The financial crisis of 2008 put a spotlight on the role of credit risk in many investments.
While counterparty risk has been in the spotlight with such derivatives as credit default swaps, very little attention has been focused on their role in exchange-traded notes (ETNs).
An ETN is a tracking product that is designed as an unsecured debt security and is therefore subject to the issuer’s default risk. ETNs are relatively new, but they are rapidly growing financial vehicles generally issued by a single bank as senior, unsecured, unsubordinated debt securities.
They are backed only by the full faith and credit worthiness of the issuer. As unsecured promissory obligations, ETN holders are directly exposed to the issuer’s credit risk. Unfortunately, many individual investors ignore this risk.
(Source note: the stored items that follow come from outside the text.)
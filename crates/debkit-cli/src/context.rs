//! Shared command context.
//!
//! Groups the loaded configuration, the resolved file layout and the output
//! handle so every command gets them from one place.

use crate::ui::Output;
use anyhow::{Context as _, Result};
use debkit_core::config::CONFIG_FILE_NAME;
use debkit_core::{BuildConfig, Layout};
use std::path::Path;

#[derive(Debug)]
pub struct Context {
    pub config: BuildConfig,
    pub layout: Layout,
    pub output: Output,
}

impl Context {
    /// Resolve the builder directory, load `debkit.toml` and compute the layout.
    pub fn load(builder_dir: &Path, config: Option<&Path>, quiet: bool) -> Result<Self> {
        let builder_dir = builder_dir
            .canonicalize()
            .or_else(|_| std::path::absolute(builder_dir))
            .with_context(|| format!("Failed to resolve {}", builder_dir.display()))?;

        let config_path = config.map_or_else(
            || builder_dir.join(CONFIG_FILE_NAME),
            Path::to_path_buf,
        );
        let config = BuildConfig::load(&config_path)?;
        let layout = Layout::resolve(&builder_dir, &config.paths);
        tracing::debug!("Builder dir: {}", builder_dir.display());

        Ok(Self {
            config,
            layout,
            output: Output::new(quiet),
        })
    }
}
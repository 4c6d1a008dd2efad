//! Rendering of a single `debian/copyright` paragraph.

use super::LicenseError;
use super::copyright::read_copyright;
use debkit_schema::{LicenseRow, LicenseTables};
use std::path::Path;

/// Sibling file holding the BSD half of a dual-licensed package.
const BSD_SIBLING: &str = "LICENSE.BSD";

/// Render the `Files:`/`Copyright:`/`License:` paragraph for one package.
///
/// License text policy, in order:
/// 1. a license with a system-provided text is referenced by path;
/// 2. otherwise a readable license file is inlined, one space per line;
/// 3. dual licenses additionally reference the system Apache text and inline
///    a sibling `LICENSE.BSD` when present (skipped after step 1).
///
/// Read failures are logged and the paragraph is emitted without that text.
pub fn render_entry(row: &LicenseRow, tables: &LicenseTables, files_prefix: &str) -> String {
    let license_file = row.license_file.as_deref().filter(|p| p.is_file());

    let copyright = license_file
        .and_then(|path| match read_copyright(path) {
            Ok(block) => block,
            Err(e) => {
                tracing::warn!("{e}");
                None
            }
        })
        .unwrap_or_else(|| row.author.clone());

    let spdx = tables.normalize(&row.name, &row.license);
    let prefix = files_prefix.trim_end_matches('/');

    let mut block = format!(
        "Files: {prefix}/{name}\nCopyright: {copyright}\nLicense: {spdx}\nLicense-Text:\n",
        name = row.name,
    );

    // Text source still available for the dual-license sibling lookup.
    let mut text_file = license_file;

    if let Some(system_path) = tables.system_path(&spdx) {
        block.push_str(&format!(" {system_path}\n"));
        text_file = None;
    } else if let Some(path) = license_file {
        match read_text(path) {
            Ok(Some(text)) => {
                block.push_str(&indent(&text));
                block.push('\n');
            }
            Ok(None) => {}
            Err(e) => tracing::warn!("Could not read license file for {}: {e}", row.name),
        }
    }

    if tables.is_dual(&spdx) {
        match tables.apache_path() {
            Some(apache) => block.push_str(&format!(
                "\n The full text of the Apache-2.0 license can be found at:\n {apache}\n"
            )),
            None => tracing::warn!("No system path for Apache-2.0; {} left without reference", row.name),
        }

        if let Some(path) = text_file {
            let bsd = path.with_file_name(BSD_SIBLING);
            if bsd.exists() {
                match read_text(&bsd) {
                    Ok(Some(text)) => block.push_str(&format!(
                        "\n The full BSD license text follows:\n\n{}\n",
                        indent(&text)
                    )),
                    Ok(None) => {}
                    Err(e) => {
                        tracing::warn!("Could not read BSD license file for {}: {e}", row.name);
                    }
                }
            }
        }
    }

    block
}

/// Trimmed file content, `None` when blank.
fn read_text(path: &Path) -> Result<Option<String>, LicenseError> {
    let text = std::fs::read_to_string(path).map_err(|source| {
        LicenseError::UnreadableLicenseFile {
            path: path.to_path_buf(),
            source,
        }
    })?;
    let text = text.trim();
    Ok((!text.is_empty()).then(|| text.to_string()))
}

/// Prefix every line with a single space.
fn indent(text: &str) -> String {
    text.lines()
        .map(|line| format!(" {line}"))
        .collect::<Vec<_>>()
        .join("\n")
}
A possible explanation for this mistake is that investors may wrongly lump them together with ETFs, which don’t entail credit risk, as they hold the underlying assets of the index they’re designed to track.
ETNs typically have long maturities, usually more than 30 years from their day of issuance. However, they contain early redemption mechanisms that may also be the cause of investors ignoring the credit risk. Their structure allows dealers to redeem existing units at their current intrinsic value directly with the issuing entity on any given date.
Unfortunately, that doesn’t mean that the early redemption order is executed immediately. The redemption process requires an early notification to the issuing entity, and the redemption value is determined on that date. Investors receive payment several business days later—typically five. During this period, the holder of the ETN is exposed to default risk.
While the redemption option essentially converts ETNs into very-short-term debt securities, it doesn’t imply that credit risk is a negligible, or even theoretical, issue.
AIG, Lehman Brothers and Bear Stearns all had investment-grade ratings at the time of their collapses. Thus, during the financial crisis, credit risk became highly relevant. Lehman’s lineup of Opta ETN securities stopped trading around its time of default, then delisted. Investors eventually recovered just 9 percent of their ETNs.
A similar fate almost hit investors in Bear Stearns’ ETNs. (Fortunately for them, J.P. Morgan honored all Bear Stearns debt obligations.)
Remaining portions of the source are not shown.